God could act; and yet God does not. In fact, God doesn’t seem to be anywhere.
And so Isaiah ends this passage with a final plea to God. He addresses God directly, saying, “now consider, we are your people.” It is as if Isaiah thinks God needs reminding. It is as if Isaiah says, “God, you chose us as your people, remember? You promised to bless us so that we could be a blessing to the world! You promised to be our God so that we could be your people! Have you forgotten all of that? If you haven’t, then why do you leave us in this exile?”
I hope that in hearing some of Israel’s longings you can hear some of your own longings, too. I think the ache that Isaiah expresses is not just an Israelite ache, but a human ache. We all long for something. And I wonder if all of our longings are ultimately a longing for God. Whether we long for love or peace or happiness or contentment or justice or health or salvation, God is ultimately the only one who can provide those things for us. Our longings are the result of the realization that all is not as it should be; and the only one who can make the world right again is God. When Isaiah cries out, “O that you would tear open the heavens and come down,” he is reaching to the very center of all his longings—a longing for God.
On this first Sunday of Advent, we return to an exile we all hoped was behind us. We’re gathering again not in our sanctuary, but in our living rooms, on our computers. As the number of COVID cases begins to soar again, I can’t help but join in Isaiah’s longing. O that God would tear open the heavens and come down and end this pandemic. O that God would tear open the heavens and come down and heal the sick. O that God would tear open the heavens and come down and bind up the broken hearts of those who have lost loved ones.

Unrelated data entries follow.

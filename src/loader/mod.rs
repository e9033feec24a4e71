//! The runtime half of the format: turning a parsed bundle into loaded,
//! linked modules and keeping every loaded module's cross-module imports
//! consistent as siblings load and unload around it (§4, C7/C8).
//!
//! Everything here is owned by a [`LoaderContext`] rather than held in
//! process-wide statics, so an embedder can run more than one independent
//! loader (or reset one for a test) without linker-level singletons — see
//! the "embedder-owned context instead of globals" redesign flag.

mod image;
mod reloc;

use std::io::Cursor;

pub use image::{resolve_hook, resolve_section_addresses, ImportRecord, LoadedImage};

use crate::bundle::{HandleRecord, ModuleBlob, OuterHeader, HOST_MODULE, NO_SECTION};
use crate::helper::{ensure, AlignPowerOfTwo, LoadProblem, ParseProblem, Parser, Result, Seeker};
use crate::platform::{Address, Platform, DEFAULT_UNRESOLVED};

/// A 1-based reference to one module slot in a bundle. `Handle(0)` never
/// names a real module; it is used internally to mean "the host".
#[derive(Debug, Clone, Copy, PartialEq, Eq, Hash)]
pub struct Handle(pub u32);

impl Handle {
    pub const NULL: Handle = Handle(0);

    fn index(self) -> usize { self.0 as usize - 1 }
}

impl std::fmt::Display for Handle {
    fn fmt(&self, f: &mut std::fmt::Formatter<'_>) -> std::fmt::Result { write!(f, "#{}", self.0) }
}

#[derive(Debug)]
enum HandleState {
    Unloaded,
    Loaded { ref_count: u32, image: LoadedImage },
}

#[derive(Debug)]
struct Entry {
    name:   String,
    record: HandleRecord,
    state:  HandleState,
}

/// An embedder-owned loader: one bundle's handle table plus the
/// [`Platform`] it loads modules into. Replaces the original implementation's
/// process-wide module table and the single global `Platform` it assumed.
pub struct LoaderContext<P: Platform> {
    platform: P,
    entries:  Vec<Entry>,
}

While I long for this pandemic to end, while I long for this exile to end, I am grateful that God has at least given us the gift of Advent. We live in a time of deep longing, and now, with Advent, we are given the opportunity to express those deep longings to ourselves, to each other, and to God.
Isaiah writes that, “[God] works for those who wait for him.” Advent is, in part, a time of waiting. And waiting on God is part of the Christian life no matter what season it is. And sometimes, in the midst of our aches and longings, it may feel like we’ll wait forever for God to come down from heaven to intervene; it may even feel like God may never come.

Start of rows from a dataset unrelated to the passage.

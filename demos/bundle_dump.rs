//! Example program to dump the contents of an ultramod bundle file:
//! the handle table and, per module, its section layout and import groups.

use std::io::Cursor;
use std::path::PathBuf;

use clap::Parser;
use ultramod::bundle::{HandleRecord, ModuleBlob, OuterHeader};

#[derive(Parser, Debug)]
#[command(
    name = "bundle_dump",
    bin_name = "bundle_dump",
    version = env!("CARGO_PKG_VERSION"),
    about = "Dump the handle table and module layout of an ultramod bundle",
    long_about = None
)]
struct Args {
    /// Path to the bundle file to dump
    path: PathBuf,
    /// Dump each module's section and import layout
    #[arg(short, long)]
    modules: bool,
}

fn read_cstr(bytes: &[u8], offset: usize) -> String {
    let end = bytes[offset..].iter().position(|&b| b == 0).map(|n| offset + n).unwrap_or(bytes.len());
    String::from_utf8_lossy(&bytes[offset..end]).into_owned()
}

fn main() {
    let args = Args::parse();
    let data = std::fs::read(&args.path).expect("failed to read bundle file");

    let mut cursor = Cursor::new(&data[..]);
    let header = OuterHeader::read(&mut cursor).expect("not a valid bundle: bad outer header");
    println!("modules: {}, string table: {} byte(s)", header.num_modules, header.string_table_size);

    let strings_start = OuterHeader::SIZE + header.num_modules * HandleRecord::SIZE;
    let mut records = Vec::with_capacity(header.num_modules as usize);
    for _ in 0..header.num_modules {
        records.push(HandleRecord::read(&mut cursor).expect("truncated handle table"));
    }

    for (i, record) in records.iter().enumerate() {
        let name = read_cstr(&data, (strings_start + record.name_offset) as usize);
        println!(
            "[{i}] {name}: {} byte(s) @ rom {:#x} (align {}), noload {} byte(s) (align {})",
            record.module_size, record.rom_offset, record.module_align, record.noload_size, record.noload_align
        );

        if args.modules {
            let blob_start = record.rom_offset as usize;
            let blob_end = blob_start + record.module_size as usize;
            let blob = ModuleBlob::parse(&data[blob_start..blob_end]).expect("malformed module blob");
            println!(
                "    {} section(s), {} import group(s), ctor={} dtor={} prolog={} epilog={} unresolved={}",
                blob.header.num_sections,
                blob.header.num_import_modules,
                blob.header.ctor_section,
                blob.header.dtor_section,
                blob.header.prolog_section,
                blob.header.epilog_section,
                blob.header.unresolved_section
            );
            for (s, section) in blob.sections.iter().enumerate() {
                let kind = if section.is_null() {
                    "null"
                } else if section.is_bss() {
                    "bss"
                } else {
                    "data"
                };
                println!("      section {s}: {kind}, {} byte(s), align {}", section.size, section.align);
            }
            for (group, relocs) in blob.import_modules.iter().zip(blob.relocs.iter()) {
                println!("      import from module {}: {} reloc(s)", group.source_module_id, relocs.len());
            }
        }
    }
}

Biblical scholar Christopher Davis reminds us that God doesn’t always work as quickly as we would like. In fact, sometimes God is downright slow. But, Davis says, God is not a liar, and so if God says God is gonna do something, then God is gonna do it. “Thus,” Davis says, with God “slow is never to be confused with no.”
Part of Advent is expressing our longings, but it can’t stop there. Waiting on the Lord also involves faith and hope. We must express our deep longings, yes, but then we also must trust that God is going to act, too. I believe the day will come when the heavens will tear open and God will come down. It may be tomorrow, it may be a thousand years from now; and while we may long for it to come sooner rather than later, it is surely coming.
So in the next four weeks of this Advent season, embrace your longings and don’t ignore them. But once you’ve taken a good hard look at them, I invite you to hand them over in prayer to the God who dwells at the center of all our longings. Because our God can do awesome deeds that we may not expect; and soon our God will tear open the heavens and come down.